### What you should do
Across the data, every line with the word "demo" counts once; state the total alone.

[Stored items]
◆ ◆ ◆ ◆
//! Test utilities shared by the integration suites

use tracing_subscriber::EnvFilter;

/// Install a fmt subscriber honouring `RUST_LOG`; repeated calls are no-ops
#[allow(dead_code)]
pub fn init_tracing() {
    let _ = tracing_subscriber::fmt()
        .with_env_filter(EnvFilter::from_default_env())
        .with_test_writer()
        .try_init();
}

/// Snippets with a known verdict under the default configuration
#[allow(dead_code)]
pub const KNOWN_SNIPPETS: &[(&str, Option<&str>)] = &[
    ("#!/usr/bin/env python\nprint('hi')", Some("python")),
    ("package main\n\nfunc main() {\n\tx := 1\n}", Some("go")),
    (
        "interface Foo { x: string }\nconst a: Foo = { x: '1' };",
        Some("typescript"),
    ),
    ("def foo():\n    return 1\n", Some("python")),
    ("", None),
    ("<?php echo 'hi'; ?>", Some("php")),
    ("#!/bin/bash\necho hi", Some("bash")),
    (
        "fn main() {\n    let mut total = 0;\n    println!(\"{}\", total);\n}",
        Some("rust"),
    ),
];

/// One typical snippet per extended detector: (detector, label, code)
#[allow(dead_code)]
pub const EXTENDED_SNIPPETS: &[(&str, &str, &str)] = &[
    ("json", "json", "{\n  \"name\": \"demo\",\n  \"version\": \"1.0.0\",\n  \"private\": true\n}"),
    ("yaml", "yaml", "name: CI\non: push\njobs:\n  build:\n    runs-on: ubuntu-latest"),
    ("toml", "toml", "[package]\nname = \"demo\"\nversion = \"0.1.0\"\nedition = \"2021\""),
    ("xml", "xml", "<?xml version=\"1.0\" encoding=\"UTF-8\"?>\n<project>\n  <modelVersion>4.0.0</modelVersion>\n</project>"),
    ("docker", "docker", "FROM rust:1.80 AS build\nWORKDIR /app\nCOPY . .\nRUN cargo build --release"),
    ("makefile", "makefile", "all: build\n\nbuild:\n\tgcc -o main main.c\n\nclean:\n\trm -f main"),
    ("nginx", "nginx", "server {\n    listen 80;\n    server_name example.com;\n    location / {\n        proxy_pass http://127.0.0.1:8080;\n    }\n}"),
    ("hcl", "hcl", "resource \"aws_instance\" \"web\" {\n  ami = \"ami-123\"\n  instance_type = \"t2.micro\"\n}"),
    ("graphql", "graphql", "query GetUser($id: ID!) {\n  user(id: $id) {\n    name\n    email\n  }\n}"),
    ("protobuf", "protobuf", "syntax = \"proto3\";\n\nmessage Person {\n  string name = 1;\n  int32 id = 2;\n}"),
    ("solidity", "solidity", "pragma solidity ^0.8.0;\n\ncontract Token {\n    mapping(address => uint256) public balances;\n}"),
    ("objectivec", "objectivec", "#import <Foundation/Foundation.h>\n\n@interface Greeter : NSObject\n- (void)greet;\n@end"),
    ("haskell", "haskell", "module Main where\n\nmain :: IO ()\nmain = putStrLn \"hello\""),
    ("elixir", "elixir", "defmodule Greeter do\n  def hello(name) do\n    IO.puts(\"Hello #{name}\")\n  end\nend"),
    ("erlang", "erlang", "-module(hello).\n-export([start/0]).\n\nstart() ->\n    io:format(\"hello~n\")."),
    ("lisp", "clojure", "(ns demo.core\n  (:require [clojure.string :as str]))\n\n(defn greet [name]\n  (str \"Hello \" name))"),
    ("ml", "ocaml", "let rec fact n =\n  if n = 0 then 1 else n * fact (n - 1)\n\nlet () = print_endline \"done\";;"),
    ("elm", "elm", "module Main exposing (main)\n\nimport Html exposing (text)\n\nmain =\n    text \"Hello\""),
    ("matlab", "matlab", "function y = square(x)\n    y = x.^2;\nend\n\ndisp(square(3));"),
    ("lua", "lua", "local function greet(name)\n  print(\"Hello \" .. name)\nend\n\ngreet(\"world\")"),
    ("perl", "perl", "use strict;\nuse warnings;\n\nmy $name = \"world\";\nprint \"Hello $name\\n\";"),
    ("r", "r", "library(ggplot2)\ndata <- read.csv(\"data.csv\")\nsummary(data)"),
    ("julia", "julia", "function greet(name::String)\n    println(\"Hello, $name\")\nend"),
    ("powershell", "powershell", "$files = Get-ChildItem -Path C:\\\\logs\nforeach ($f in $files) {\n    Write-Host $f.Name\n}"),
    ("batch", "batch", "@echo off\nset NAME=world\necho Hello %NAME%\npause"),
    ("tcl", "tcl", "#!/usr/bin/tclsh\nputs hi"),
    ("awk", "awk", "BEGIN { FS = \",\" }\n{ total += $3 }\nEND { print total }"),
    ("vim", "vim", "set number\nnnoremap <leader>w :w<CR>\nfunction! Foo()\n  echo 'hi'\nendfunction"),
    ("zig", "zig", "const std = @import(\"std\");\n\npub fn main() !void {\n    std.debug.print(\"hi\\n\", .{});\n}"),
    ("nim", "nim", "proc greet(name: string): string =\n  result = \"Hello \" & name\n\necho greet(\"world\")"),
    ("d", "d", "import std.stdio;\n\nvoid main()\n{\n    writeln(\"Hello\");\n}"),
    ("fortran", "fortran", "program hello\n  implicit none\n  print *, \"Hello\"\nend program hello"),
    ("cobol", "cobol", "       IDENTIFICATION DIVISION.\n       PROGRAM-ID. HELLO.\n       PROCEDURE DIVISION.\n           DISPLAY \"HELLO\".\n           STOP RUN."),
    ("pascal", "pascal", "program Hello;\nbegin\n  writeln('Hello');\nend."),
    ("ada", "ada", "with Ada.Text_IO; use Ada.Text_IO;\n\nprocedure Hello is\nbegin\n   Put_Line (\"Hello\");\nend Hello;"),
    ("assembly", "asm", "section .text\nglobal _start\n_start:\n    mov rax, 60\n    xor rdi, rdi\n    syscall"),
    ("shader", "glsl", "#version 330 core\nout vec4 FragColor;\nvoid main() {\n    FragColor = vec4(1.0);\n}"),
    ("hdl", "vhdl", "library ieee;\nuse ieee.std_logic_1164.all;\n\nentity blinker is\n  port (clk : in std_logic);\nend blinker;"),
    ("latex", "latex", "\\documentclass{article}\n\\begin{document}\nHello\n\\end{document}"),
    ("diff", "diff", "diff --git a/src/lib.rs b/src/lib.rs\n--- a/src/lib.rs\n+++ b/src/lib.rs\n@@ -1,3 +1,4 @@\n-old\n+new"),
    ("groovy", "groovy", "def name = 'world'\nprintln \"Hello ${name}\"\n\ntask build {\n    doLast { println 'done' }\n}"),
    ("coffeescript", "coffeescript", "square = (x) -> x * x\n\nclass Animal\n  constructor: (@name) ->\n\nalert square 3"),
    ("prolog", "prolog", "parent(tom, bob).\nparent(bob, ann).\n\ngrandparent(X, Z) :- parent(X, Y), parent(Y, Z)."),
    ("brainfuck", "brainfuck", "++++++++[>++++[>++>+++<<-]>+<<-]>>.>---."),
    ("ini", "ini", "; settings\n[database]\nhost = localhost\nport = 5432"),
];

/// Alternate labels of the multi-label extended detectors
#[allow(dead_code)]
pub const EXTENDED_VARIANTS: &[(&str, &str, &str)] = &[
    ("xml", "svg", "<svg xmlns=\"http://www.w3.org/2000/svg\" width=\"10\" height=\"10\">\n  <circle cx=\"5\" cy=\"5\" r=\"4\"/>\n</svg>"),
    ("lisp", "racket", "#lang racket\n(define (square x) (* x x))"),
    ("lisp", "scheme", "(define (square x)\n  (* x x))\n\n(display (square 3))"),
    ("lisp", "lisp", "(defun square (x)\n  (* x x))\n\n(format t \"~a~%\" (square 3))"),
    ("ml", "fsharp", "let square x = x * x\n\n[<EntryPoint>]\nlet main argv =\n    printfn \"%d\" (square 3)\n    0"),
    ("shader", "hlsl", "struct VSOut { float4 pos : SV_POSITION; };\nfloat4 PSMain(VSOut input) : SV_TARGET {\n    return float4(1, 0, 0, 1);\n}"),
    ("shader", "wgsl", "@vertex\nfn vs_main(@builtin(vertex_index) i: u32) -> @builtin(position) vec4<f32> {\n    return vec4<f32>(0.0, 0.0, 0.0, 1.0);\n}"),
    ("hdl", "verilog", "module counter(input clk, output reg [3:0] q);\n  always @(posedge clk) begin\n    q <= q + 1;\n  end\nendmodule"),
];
◆ ◆ ◆ ◆
### Exercise answer
3